- Born: 28 June 1814 Liverpool, England, British Empire
- Died: 16 January 1880 (aged 65) Cologne, Prussia, German Empire
- Burial place: Scotland, United Kingdom
- Parent(s): John Gladstone Anne Robertson
- Relatives: Thomas Gladstone (brother); Robertson Gladstone (brother); John Neilson Gladstone (brother); William Ewart Gladstone (brother);

= Helen Jane Gladstone =

British convert to Roman Catholicism

Helen Jane Gladstone (28 June 1814 –1880) was a 19th-century English convert to Roman Catholicism from Anglicanism.

==Biography==
Gladstone was born on 28 June 1814 in Liverpool, the youngest of six children of John Gladstone and Anne Robertson.

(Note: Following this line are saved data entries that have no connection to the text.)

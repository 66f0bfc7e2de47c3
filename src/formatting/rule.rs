use serde::{Deserialize, Serialize};
use serde_json::{Map, Value};

use super::expression::strict_equals;
use super::style::StyleFragment;

/// Operators available to field rules.
#[derive(Debug, Clone, Copy, PartialEq, Eq, Serialize, Deserialize)]
#[serde(rename_all = "snake_case")]
pub enum FieldOperator {
    Equals,
    NotEquals,
    Contains,
    NotContains,
    GreaterThan,
    LessThan,
    GreaterThanOrEqual,
    LessThanOrEqual,
    In,
    IsEmpty,
    IsNotEmpty,
    /// Any operator name not listed above. Never matches.
    #[serde(other)]
    Unknown,
}

/// Style carried by a rule: explicit colors plus a free-form `style` map.
#[derive(Debug, Clone, Default, PartialEq, Serialize, Deserialize)]
#[serde(rename_all = "camelCase")]
pub struct RuleStyle {
    #[serde(default, skip_serializing_if = "Option::is_none")]
    pub background_color: Option<String>,
    #[serde(default, skip_serializing_if = "Option::is_none")]
    pub text_color: Option<String>,
    #[serde(default, skip_serializing_if = "Option::is_none")]
    pub color: Option<String>,
    #[serde(default, skip_serializing_if = "Option::is_none")]
    pub border_color: Option<String>,
    #[serde(default, skip_serializing_if = "Option::is_none")]
    pub style: Option<Map<String, Value>>,
}

impl RuleStyle {
    /// Merge `style` with the explicit colors; explicit colors win.
    pub fn to_fragment(&self) -> StyleFragment {
        let mut fragment = StyleFragment::default();
        if let Some(style) = &self.style {
            for (key, value) in style {
                fragment.insert(key.clone(), value.clone());
            }
        }
        if let Some(bg) = &self.background_color {
            fragment.insert("backgroundColor", Value::String(bg.clone()));
        }
        if let Some(text) = self.text_color.as_ref().or(self.color.as_ref()) {
            fragment.insert("color", Value::String(text.clone()));
        }
        if let Some(border) = &self.border_color {
            fragment.insert("borderColor", Value::String(border.clone()));
        }
        fragment
    }
}

#[derive(Debug, Clone, PartialEq, Serialize, Deserialize)]
pub struct FieldRule {
    pub field: String,
    pub operator: FieldOperator,
    #[serde(default)]
    pub value: Value,
    #[serde(flatten)]
    pub style: RuleStyle,
}

impl FieldRule {
    /// Operand types that don't fit the operator never match.
    pub fn matches(&self, record: &Map<String, Value>) -> bool {
        let actual = record.get(&self.field).unwrap_or(&Value::Null);
        let expected = &self.value;

        match self.operator {
            FieldOperator::Equals => strict_equals(actual, expected),
            FieldOperator::NotEquals => !strict_equals(actual, expected),
            FieldOperator::Contains => match (actual, expected) {
                (Value::String(a), Value::String(e)) => a.contains(e.as_str()),
                _ => false,
            },
            FieldOperator::NotContains => match (actual, expected) {
                (Value::String(a), Value::String(e)) => !a.contains(e.as_str()),
                _ => false,
            },
            FieldOperator::GreaterThan => compare(actual, expected, |a, e| a > e),
            FieldOperator::LessThan => compare(actual, expected, |a, e| a < e),
            FieldOperator::GreaterThanOrEqual => compare(actual, expected, |a, e| a >= e),
            FieldOperator::LessThanOrEqual => compare(actual, expected, |a, e| a <= e),
            FieldOperator::In => match expected {
                Value::Array(items) => items.iter().any(|item| strict_equals(item, actual)),
                _ => false,
            },
            FieldOperator::IsEmpty => is_blank(actual),
            FieldOperator::IsNotEmpty => !is_blank(actual),
            FieldOperator::Unknown => {
                tracing::debug!(
                    field = %self.field,
                    "Unknown formatting operator; rule never matches"
                );
                false
            }
        }
    }
}

#[derive(Debug, Clone, PartialEq, Serialize, Deserialize)]
pub struct ExpressionRule {
    #[serde(alias = "condition")]
    pub expression: String,
    #[serde(flatten)]
    pub style: RuleStyle,
}

/// One conditional-formatting rule.
#[derive(Debug, Clone, PartialEq, Serialize, Deserialize)]
#[serde(untagged)]
pub enum FormattingRule {
    Expression(ExpressionRule),
    Field(FieldRule),
}

impl FormattingRule {
    pub fn style(&self) -> &RuleStyle {
        match self {
            Self::Expression(rule) => &rule.style,
            Self::Field(rule) => &rule.style,
        }
    }
}

fn compare(actual: &Value, expected: &Value, cmp: impl Fn(f64, f64) -> bool) -> bool {
    match (actual, expected) {
        (Value::Number(a), Value::Number(e)) => match (a.as_f64(), e.as_f64()) {
            (Some(a), Some(e)) => cmp(a, e),
            _ => false,
        },
        _ => false,
    }
}

fn is_blank(value: &Value) -> bool {
    match value {
        Value::Null => true,
        Value::String(s) => s.is_empty(),
        Value::Array(items) => items.is_empty(),
        _ => false,
    }
}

At the age of 14, she began to show signs of compulsive eating and was given electric shock treatment (Galvanism). She later became severely ill, and the family moved to Ems in 1838. It was here that she met Count Leon Sollohub, hailing from a Polish-Russian background. Gladstone initially prepared to convert to the Greek Orthodox Church, but Sollohub's family opposed the marriage, thus preventing it. After a period of reclusiveness, she became a Roman Catholic in a highly publicised conversion in June 1842, sparking outrage from her brother and politician William. Following a stint in Baden-Baden, Gladstone became addicted to opium and was later sent back to Britain. When in Britain, her former acquaintances informed the Commissioners in Lunacy that Gladstone's family were illegally confining her on their property; however, Gladstone's family successfully prevented attempts to have her declared a lunatic and removed from their control.

Endowed with £10,000 by her father, Gladstone travelled between Britain and mainland Europe, eventually becoming affiliated with the Dominican Order as a tertiary and settling in Cologne. She died in the Hotel Disch on Brückenstrasse, Cologne, on 16 January 1880. Her brother William was convinced that Gladstone had renounced the infallibility of the pope and embraced Old Catholicism. Despite being buried in the Gladstone family vault in St Andrew's Chapel, Fasque, Scotland, she was denied the customary commendatory prayer.